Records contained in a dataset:
+++
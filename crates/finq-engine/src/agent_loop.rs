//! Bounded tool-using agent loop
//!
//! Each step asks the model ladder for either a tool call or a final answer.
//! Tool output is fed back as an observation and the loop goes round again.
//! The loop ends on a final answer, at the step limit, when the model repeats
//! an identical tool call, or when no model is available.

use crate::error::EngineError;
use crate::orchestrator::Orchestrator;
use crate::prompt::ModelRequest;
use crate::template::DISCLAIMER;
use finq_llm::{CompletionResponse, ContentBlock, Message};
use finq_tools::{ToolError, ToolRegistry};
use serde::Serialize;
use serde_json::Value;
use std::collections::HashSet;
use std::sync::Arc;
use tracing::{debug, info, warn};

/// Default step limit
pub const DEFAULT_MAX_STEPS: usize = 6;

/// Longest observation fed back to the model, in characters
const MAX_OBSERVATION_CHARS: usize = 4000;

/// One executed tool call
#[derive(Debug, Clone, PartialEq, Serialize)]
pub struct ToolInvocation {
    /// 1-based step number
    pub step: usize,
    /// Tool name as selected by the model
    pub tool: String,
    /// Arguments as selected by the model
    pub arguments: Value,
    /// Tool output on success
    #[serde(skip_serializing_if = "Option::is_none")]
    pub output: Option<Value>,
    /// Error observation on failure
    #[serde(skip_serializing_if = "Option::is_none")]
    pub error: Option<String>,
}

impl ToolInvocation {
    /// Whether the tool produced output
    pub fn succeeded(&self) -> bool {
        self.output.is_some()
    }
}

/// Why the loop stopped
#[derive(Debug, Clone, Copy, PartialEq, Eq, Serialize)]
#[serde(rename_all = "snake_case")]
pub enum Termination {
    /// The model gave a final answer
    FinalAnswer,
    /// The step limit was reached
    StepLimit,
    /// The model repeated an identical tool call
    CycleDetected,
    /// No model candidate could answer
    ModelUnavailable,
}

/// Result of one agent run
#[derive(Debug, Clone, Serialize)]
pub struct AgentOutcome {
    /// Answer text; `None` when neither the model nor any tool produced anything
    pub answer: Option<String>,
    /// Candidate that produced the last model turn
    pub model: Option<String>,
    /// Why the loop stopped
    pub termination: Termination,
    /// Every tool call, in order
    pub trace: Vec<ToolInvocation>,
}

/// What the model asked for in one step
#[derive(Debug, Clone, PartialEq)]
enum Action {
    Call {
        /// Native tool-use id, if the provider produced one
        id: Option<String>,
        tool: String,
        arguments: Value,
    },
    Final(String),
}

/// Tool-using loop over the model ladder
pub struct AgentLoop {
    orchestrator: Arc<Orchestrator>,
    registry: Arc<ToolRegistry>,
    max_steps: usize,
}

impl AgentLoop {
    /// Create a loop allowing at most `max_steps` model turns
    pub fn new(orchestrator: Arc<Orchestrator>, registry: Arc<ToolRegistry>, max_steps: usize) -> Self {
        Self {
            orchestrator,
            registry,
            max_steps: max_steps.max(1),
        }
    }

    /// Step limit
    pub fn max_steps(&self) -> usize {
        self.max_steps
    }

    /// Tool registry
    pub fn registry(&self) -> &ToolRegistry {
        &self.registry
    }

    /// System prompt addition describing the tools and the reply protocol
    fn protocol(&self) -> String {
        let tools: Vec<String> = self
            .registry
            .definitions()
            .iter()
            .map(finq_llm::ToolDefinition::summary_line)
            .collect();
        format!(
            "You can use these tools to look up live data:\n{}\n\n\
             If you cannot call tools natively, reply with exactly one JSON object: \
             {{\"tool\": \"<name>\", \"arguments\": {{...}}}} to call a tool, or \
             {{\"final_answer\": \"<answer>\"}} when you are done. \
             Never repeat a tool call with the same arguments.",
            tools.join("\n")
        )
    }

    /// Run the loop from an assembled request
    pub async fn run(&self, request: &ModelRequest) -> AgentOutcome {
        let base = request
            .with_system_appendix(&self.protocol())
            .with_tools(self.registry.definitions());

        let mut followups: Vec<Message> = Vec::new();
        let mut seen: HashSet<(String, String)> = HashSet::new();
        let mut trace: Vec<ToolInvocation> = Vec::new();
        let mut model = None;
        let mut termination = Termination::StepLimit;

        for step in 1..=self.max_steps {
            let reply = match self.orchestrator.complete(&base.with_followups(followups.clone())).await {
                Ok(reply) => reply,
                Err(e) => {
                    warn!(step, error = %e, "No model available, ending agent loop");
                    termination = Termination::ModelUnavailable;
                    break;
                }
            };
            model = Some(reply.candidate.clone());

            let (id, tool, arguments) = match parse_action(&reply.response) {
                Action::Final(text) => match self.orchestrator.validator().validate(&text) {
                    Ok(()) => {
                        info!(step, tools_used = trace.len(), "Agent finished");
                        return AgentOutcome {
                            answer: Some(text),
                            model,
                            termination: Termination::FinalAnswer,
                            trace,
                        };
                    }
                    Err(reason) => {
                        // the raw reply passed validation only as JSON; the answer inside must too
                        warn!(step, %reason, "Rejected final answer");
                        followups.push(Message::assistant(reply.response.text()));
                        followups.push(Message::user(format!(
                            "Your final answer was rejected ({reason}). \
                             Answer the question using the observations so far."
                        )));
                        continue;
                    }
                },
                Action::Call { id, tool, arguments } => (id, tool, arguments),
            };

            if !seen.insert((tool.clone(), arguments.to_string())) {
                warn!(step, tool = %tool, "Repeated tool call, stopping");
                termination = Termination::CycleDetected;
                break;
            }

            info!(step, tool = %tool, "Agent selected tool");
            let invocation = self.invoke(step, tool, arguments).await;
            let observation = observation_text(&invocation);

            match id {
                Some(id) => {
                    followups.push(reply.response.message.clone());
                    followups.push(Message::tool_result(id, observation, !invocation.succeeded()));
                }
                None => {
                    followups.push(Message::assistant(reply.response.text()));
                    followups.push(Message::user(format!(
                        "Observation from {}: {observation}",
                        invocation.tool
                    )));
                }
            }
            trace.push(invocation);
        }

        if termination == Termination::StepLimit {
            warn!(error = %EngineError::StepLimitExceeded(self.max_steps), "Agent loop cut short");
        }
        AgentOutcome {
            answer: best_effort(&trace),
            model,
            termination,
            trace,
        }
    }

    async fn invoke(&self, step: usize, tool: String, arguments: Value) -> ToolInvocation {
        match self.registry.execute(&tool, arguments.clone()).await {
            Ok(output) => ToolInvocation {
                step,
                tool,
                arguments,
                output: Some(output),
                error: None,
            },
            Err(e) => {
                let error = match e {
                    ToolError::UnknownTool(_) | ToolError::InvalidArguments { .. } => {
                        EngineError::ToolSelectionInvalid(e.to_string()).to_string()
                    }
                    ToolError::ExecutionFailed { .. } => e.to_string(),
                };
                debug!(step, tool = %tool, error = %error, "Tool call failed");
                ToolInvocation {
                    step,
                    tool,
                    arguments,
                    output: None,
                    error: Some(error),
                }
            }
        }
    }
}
+++
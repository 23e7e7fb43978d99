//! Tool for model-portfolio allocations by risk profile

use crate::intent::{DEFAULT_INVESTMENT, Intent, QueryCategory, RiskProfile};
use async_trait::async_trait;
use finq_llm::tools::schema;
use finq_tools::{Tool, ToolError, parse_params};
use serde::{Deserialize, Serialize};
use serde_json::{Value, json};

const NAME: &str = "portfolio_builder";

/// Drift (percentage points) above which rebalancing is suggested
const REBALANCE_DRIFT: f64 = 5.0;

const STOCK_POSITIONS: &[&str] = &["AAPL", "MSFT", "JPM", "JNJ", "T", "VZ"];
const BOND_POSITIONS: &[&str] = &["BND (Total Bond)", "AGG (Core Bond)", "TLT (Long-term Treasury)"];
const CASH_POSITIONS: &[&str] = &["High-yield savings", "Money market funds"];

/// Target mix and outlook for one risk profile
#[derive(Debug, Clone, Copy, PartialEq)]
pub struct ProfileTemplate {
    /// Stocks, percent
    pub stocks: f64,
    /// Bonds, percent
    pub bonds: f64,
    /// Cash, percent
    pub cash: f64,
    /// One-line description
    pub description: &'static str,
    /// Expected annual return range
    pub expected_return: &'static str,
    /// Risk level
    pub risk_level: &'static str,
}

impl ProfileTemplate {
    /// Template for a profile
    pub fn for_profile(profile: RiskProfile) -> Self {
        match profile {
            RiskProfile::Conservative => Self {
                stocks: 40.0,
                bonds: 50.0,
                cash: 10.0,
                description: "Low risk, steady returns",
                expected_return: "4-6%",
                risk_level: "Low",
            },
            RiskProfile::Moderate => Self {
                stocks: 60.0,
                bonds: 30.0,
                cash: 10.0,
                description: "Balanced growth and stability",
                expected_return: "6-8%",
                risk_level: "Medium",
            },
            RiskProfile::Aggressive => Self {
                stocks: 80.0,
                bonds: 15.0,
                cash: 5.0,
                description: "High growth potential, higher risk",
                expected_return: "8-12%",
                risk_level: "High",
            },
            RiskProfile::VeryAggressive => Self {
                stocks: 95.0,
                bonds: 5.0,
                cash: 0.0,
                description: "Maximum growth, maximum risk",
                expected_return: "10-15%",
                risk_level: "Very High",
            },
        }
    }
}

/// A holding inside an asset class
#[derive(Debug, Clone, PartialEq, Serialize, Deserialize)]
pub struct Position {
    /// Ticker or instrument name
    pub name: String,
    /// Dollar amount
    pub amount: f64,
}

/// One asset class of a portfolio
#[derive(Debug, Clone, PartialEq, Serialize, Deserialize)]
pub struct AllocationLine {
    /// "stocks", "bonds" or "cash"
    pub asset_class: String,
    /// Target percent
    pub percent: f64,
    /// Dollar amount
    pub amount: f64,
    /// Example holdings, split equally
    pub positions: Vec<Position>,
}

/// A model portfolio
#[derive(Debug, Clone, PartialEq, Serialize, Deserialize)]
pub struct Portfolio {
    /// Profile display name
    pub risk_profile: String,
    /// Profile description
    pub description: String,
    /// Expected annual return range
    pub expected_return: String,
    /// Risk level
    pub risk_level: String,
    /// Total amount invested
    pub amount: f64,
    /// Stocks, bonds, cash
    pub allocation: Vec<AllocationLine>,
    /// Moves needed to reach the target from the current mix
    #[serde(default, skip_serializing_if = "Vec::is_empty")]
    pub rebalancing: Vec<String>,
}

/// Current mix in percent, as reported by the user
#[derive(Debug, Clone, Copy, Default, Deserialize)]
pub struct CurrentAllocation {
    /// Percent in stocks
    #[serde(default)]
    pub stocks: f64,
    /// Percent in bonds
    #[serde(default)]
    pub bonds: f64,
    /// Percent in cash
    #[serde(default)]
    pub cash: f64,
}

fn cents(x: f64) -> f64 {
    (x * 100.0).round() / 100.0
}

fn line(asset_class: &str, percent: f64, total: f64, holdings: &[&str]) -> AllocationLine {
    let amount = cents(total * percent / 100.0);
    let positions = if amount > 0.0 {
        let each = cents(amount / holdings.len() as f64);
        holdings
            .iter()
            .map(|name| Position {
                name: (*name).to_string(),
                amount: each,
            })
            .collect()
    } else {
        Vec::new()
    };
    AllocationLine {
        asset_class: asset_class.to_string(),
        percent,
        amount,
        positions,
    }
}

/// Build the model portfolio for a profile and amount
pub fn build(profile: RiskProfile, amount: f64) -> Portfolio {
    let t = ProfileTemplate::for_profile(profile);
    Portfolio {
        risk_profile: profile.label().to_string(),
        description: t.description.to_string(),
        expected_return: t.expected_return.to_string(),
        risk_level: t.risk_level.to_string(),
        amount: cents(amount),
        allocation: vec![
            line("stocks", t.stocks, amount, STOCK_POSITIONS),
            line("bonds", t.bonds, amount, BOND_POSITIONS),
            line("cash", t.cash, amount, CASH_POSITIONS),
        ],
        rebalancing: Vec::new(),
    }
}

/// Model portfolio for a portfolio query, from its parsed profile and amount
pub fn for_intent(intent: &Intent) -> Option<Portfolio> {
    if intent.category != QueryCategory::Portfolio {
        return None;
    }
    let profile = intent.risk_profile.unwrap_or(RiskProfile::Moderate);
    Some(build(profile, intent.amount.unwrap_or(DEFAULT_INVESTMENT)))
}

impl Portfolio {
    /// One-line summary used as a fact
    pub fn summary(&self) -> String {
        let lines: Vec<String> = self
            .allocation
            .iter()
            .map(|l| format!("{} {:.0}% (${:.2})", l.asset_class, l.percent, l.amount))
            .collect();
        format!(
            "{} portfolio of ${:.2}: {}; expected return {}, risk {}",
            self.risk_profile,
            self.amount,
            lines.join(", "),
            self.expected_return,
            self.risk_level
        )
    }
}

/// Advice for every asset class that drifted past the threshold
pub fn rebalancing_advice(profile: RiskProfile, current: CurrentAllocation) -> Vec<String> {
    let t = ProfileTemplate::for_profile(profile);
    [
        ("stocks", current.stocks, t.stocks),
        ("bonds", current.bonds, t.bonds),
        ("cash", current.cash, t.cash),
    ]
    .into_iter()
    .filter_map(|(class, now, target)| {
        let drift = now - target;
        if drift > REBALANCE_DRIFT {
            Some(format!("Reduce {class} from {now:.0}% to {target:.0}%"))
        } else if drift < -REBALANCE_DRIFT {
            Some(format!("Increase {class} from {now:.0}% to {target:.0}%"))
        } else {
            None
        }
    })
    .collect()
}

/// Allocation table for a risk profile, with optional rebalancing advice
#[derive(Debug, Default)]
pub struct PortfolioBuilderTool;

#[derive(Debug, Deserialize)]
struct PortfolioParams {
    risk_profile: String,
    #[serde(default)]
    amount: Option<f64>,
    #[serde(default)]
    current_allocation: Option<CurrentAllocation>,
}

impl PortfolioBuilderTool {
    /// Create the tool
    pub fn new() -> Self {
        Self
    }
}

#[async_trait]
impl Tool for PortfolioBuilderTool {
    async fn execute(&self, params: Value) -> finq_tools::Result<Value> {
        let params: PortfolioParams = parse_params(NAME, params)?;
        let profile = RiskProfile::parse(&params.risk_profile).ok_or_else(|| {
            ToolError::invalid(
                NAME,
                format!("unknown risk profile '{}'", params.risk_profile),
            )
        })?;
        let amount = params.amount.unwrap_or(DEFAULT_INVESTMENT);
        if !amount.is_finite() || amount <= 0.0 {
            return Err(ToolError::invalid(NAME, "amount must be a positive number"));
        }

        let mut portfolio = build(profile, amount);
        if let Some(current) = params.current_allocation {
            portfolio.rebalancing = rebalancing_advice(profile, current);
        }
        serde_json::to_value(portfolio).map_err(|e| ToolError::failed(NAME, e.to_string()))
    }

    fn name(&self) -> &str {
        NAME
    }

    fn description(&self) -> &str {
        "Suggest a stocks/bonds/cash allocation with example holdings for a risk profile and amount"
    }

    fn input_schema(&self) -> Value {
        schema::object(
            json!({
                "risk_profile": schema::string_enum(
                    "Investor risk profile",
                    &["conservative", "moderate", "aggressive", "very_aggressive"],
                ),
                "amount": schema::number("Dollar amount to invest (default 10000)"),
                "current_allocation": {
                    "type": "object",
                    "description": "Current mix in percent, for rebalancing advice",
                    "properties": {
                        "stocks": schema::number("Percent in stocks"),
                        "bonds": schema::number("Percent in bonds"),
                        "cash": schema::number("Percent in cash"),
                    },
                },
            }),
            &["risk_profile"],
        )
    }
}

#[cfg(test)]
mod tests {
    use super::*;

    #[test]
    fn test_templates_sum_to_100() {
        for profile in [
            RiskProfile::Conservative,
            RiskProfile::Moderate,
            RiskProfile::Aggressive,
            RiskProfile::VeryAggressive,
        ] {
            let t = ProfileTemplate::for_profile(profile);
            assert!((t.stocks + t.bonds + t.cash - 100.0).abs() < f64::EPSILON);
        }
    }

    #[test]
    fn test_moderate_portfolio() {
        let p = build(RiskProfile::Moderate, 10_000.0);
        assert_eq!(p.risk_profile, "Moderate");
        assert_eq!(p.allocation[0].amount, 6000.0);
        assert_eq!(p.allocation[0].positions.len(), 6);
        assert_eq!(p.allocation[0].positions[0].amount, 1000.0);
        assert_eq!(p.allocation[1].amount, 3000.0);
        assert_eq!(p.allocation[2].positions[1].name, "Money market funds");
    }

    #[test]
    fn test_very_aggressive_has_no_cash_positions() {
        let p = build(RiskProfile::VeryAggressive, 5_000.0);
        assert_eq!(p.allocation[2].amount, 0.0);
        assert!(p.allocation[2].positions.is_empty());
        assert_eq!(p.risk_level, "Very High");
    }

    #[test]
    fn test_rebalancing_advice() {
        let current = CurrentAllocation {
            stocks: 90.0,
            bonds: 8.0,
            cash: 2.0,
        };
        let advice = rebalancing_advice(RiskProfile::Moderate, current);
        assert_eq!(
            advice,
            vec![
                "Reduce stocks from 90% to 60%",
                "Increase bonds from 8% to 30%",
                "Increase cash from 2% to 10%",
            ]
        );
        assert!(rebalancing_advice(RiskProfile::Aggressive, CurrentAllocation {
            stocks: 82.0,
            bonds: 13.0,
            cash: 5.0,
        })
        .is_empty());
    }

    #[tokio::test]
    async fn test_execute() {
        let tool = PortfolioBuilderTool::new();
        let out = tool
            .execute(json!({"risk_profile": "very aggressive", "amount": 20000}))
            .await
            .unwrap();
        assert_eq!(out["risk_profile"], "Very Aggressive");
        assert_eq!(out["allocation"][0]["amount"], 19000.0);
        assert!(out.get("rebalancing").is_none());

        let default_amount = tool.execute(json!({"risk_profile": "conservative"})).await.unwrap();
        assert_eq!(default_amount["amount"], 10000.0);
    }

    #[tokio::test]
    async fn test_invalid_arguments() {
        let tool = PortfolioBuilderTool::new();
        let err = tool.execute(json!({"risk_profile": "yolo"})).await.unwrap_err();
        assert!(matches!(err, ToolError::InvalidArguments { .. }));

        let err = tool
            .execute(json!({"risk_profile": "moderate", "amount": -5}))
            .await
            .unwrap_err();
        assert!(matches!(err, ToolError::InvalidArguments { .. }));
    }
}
+++
Prompt: Search the data for the string "seen". List each line that has it.

Response to the task:
        let mut seen: HashSet<(String, String)> = HashSet::new();
            if !seen.insert((tool.clone(), arguments.to_string())) {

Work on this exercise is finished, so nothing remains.